The Power of Emotional Regulation and Flow States
What do Tom Holland, Winston Churchill, and King Charles have in common? While the answer might not be immediately obvious, one thing they all share is a deep understanding of the importance of emotional regulation and achieving a flow state. These are essential skills for managing stress effectively. Each of them has discovered the benefits of behavioural activation, which involves taking action to improve mental well-being.
Tom Holland, for instance, recently shared his love for crocheting after receiving a crocheted spiderweb can holder from Tom Daley. He finds that this activity helps him unwind after a stressful day. Similarly, Winston Churchill was known for his passion for bricklaying, often setting a daily goal of laying 200 bricks. This hobby served as a way for him to escape the pressures of his political responsibilities and distract himself when feeling down. King Charles, on the other hand, has spoken about how painting transports him into another dimension, providing a sense of relaxation and therapeutic relief.
Understanding the Impact of Negative Thoughts
Research suggests that the human brain generates up to 70,000 thoughts per day, with approximately 75% being negative and up to 95% revolving around the same repetitive themes. Given these statistics, it’s no surprise that many people seek healthy forms of escapism. If left unchecked, these negative thoughts can significantly impact mental health.
While our brains are capable of processing multiple tasks at high speed, it’s important to recognize that thinking alone isn’t always the solution to stress. Although strategies like problem-solving and decision-making play a role, there are situations where we simply cannot think our way out of stress. In such cases, action becomes the key to breaking the cycle.
The Science Behind Behavioural Activation
Behavioural activation is a scientifically supported approach that emphasizes taking action as the first step towards reducing stress. When we feel stressed or low, we often stop doing the things we normally enjoy, leading to a cycle of negativity. Instead of waiting to feel better before resuming our routines, we need to take action first, which can then lead to improved emotional states.
Activities that involve hands-on engagement, such as painting, crocheting, or bricklaying, are particularly effective. These activities help us enter a “flow state,” where repetitive, ruminating thoughts are replaced by a sense of presence and focus. A flow state allows individuals to perform at their best and, upon exiting, feel less stressed due to the release of dopamine and serotonin. This state also enables a more resourceful approach to problem-solving.
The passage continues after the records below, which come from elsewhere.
// ==========================================
// 供应商绩效汇总 - 原始数据集聚合查询
// ==========================================
// 三个具名聚合步骤，各自可独立执行与测试:
// - freight_totals:  运费按 VendorNumber 汇总
// - purchase_totals: 采购明细 JOIN 价格参考，过滤 PurchasePrice <= 0，按属性组汇总
// - sales_totals:    销售按 (VendorNo, Brand) 汇总
// 最终左连接与排序在 engine::aggregator 中完成
// ==========================================
// 说明: 原始表全部为 TEXT 列，数值一律 CAST 为 REAL 后参与比较/求和
// ==========================================

use crate::config::DatasetTables;
use crate::db::{quote_ident, table_exists};
use crate::domain::summary::{FreightAggregate, PurchaseAggregate, SalesAggregate};
use crate::repository::error::{RepositoryError, RepositoryResult};
use rusqlite::Connection;
use std::sync::{Arc, Mutex, MutexGuard};
use tracing::debug;

// ==========================================
// RawDatasetRepository - 原始数据集仓储
// ==========================================
// 红线: Repository 不做业务逻辑,只做数据映射
pub struct RawDatasetRepository {
    conn: Arc<Mutex<Connection>>,
    tables: DatasetTables,
}

impl RawDatasetRepository {
    pub fn new(conn: Arc<Mutex<Connection>>, tables: DatasetTables) -> Self {
        Self { conn, tables }
    }

    /// 获取数据库连接
    fn get_conn(&self) -> RepositoryResult<MutexGuard<'_, Connection>> {
        self.conn
            .lock()
            .map_err(|e| RepositoryError::LockError(e.to_string()))
    }

    /// 返回缺失的原始表（按依赖顺序）
    pub fn missing_tables(&self) -> RepositoryResult<Vec<String>> {
        let conn = self.get_conn()?;
        let mut missing = Vec::new();
        for table in self.tables.all() {
            if !table_exists(&conn, table)? {
                missing.push(table.to_string());
            }
        }
        Ok(missing)
    }

    /// 运费汇总: SUM(Freight) GROUP BY VendorNumber
    pub fn freight_totals(&self) -> RepositoryResult<Vec<FreightAggregate>> {
        let conn = self.get_conn()?;
        let sql = format!(
            r#"
            SELECT
                CAST(VendorNumber AS TEXT) AS VendorNumber,
                SUM(CAST(Freight AS REAL)) AS FreightCost
            FROM {}
            WHERE VendorNumber IS NOT NULL
            GROUP BY VendorNumber
            "#,
            quote_ident(&self.tables.invoices)
        );

        let mut stmt = conn.prepare(&sql)?;
        let rows = stmt
            .query_map([], |row| {
                Ok(FreightAggregate {
                    vendor_number: row.get(0)?,
                    freight_cost: row.get(1)?,
                })
            })?
            .collect::<rusqlite::Result<Vec<_>>>()?;

        debug!(rows = rows.len(), "运费汇总完成");
        Ok(rows)
    }

    /// 采购汇总: purchases JOIN purchase_prices ON Brand，过滤 PurchasePrice <= 0
    pub fn purchase_totals(&self) -> RepositoryResult<Vec<PurchaseAggregate>> {
        let conn = self.get_conn()?;
        let sql = format!(
            r#"
            SELECT
                CAST(p.VendorNumber AS TEXT) AS VendorNumber,
                CAST(p.VendorName AS TEXT) AS VendorName,
                CAST(p.Brand AS TEXT) AS Brand,
                CAST(p.Description AS TEXT) AS Description,
                CAST(p.PurchasePrice AS TEXT) AS PurchasePrice,
                CAST(pp.Price AS TEXT) AS ActualPrice,
                CAST(pp.Volume AS TEXT) AS Volume,
                SUM(CAST(p.Quantity AS REAL)) AS TotalPurchaseQuantity,
                SUM(CAST(p.Dollars AS REAL)) AS TotalPurchaseDollars
            FROM {purchases} p
            JOIN {prices} pp
                ON p.Brand = pp.Brand
            WHERE CAST(p.PurchasePrice AS REAL) > 0
            GROUP BY p.VendorNumber, p.VendorName, p.Brand, p.Description,
                     p.PurchasePrice, pp.Price, pp.Volume
            "#,
            purchases = quote_ident(&self.tables.purchases),
            prices = quote_ident(&self.tables.purchase_prices),
        );

        let mut stmt = conn.prepare(&sql)?;
        let rows = stmt
            .query_map([], |row| {
                Ok(PurchaseAggregate {
                    vendor_number: row.get(0)?,
                    vendor_name: row.get(1)?,
                    brand: row.get(2)?,
                    description: row.get(3)?,
                    purchase_price: row.get(4)?,
                    actual_price: row.get(5)?,
                    volume: row.get(6)?,
                    total_purchase_quantity: row.get(7)?,
                    total_purchase_dollars: row.get(8)?,
                })
            })?
            .collect::<rusqlite::Result<Vec<_>>>()?;

        debug!(rows = rows.len(), "采购汇总完成");
        Ok(rows)
    }

    /// 销售汇总: GROUP BY (VendorNo, Brand)
    pub fn sales_totals(&self) -> RepositoryResult<Vec<SalesAggregate>> {
        let conn = self.get_conn()?;
        let sql = format!(
            r#"
            SELECT
                CAST(VendorNo AS TEXT) AS VendorNo,
                CAST(Brand AS TEXT) AS Brand,
                SUM(CAST(SalesQuantity AS REAL)) AS TotalSalesQuantity,
                SUM(CAST(SalesDollars AS REAL)) AS TotalSalesDollars,
                SUM(CAST(SalesPrice AS REAL)) AS TotalSalesPrice,
                SUM(CAST(ExciseTax AS REAL)) AS TotalExciseTax
            FROM {}
            WHERE VendorNo IS NOT NULL AND Brand IS NOT NULL
            GROUP BY VendorNo, Brand
            "#,
            quote_ident(&self.tables.sales)
        );

        let mut stmt = conn.prepare(&sql)?;
        let rows = stmt
            .query_map([], |row| {
                Ok(SalesAggregate {
                    vendor_no: row.get(0)?,
                    brand: row.get(1)?,
                    total_sales_quantity: row.get(2)?,
                    total_sales_dollars: row.get(3)?,
                    total_sales_price: row.get(4)?,
                    total_excise_tax: row.get(5)?,
                })
            })?
            .collect::<rusqlite::Result<Vec<_>>>()?;

        debug!(rows = rows.len(), "销售汇总完成");
        Ok(rows)
    }
}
Hands-On Activities and Their Benefits
There are several hands-on activities that have been shown to provide significant mental health benefits:
- DIY: Research has found that engaging in DIY and woodwork can increase life satisfaction while reducing stress levels and promoting a sense of progress and accomplishment.
- Pottery: A 2023 study revealed that working with clay for just 45 minutes can significantly lower cortisol levels, our primary stress hormone.
- Needlecraft: An international research study showed that individuals who engage in needlecraft report higher levels of calmness and happiness, with the repetitive movements acting as a form of meditation.
- Painting: Studies have demonstrated that painting can help process difficult emotions and reduce stress hormone levels.
- Gardening: A meta-analysis of 40 studies found that regular gardening reduces stress and fatigue, improves mental wellbeing, and enhances life satisfaction while reducing anxiety.

Tips for Successful Behavioural Activation
To successfully incorporate behavioural activation into your daily routine, consider the following tips:
- Schedule the activity: Make sure to plan and commit to the activity so it doesn’t get overlooked.
- Let go of preconceived ideas: Approach the activity with an open mind and a sense of adventure.
- Choose something you enjoy: Select an activity that brings you pleasure or aligns with your interests.
It can be challenging to motivate yourself to engage in new activities when stressed, but starting with a small amount of joy can make all the difference. By making hands-on action a go-to strategy, you can begin to break the cycle of stress and enhance your overall well-being.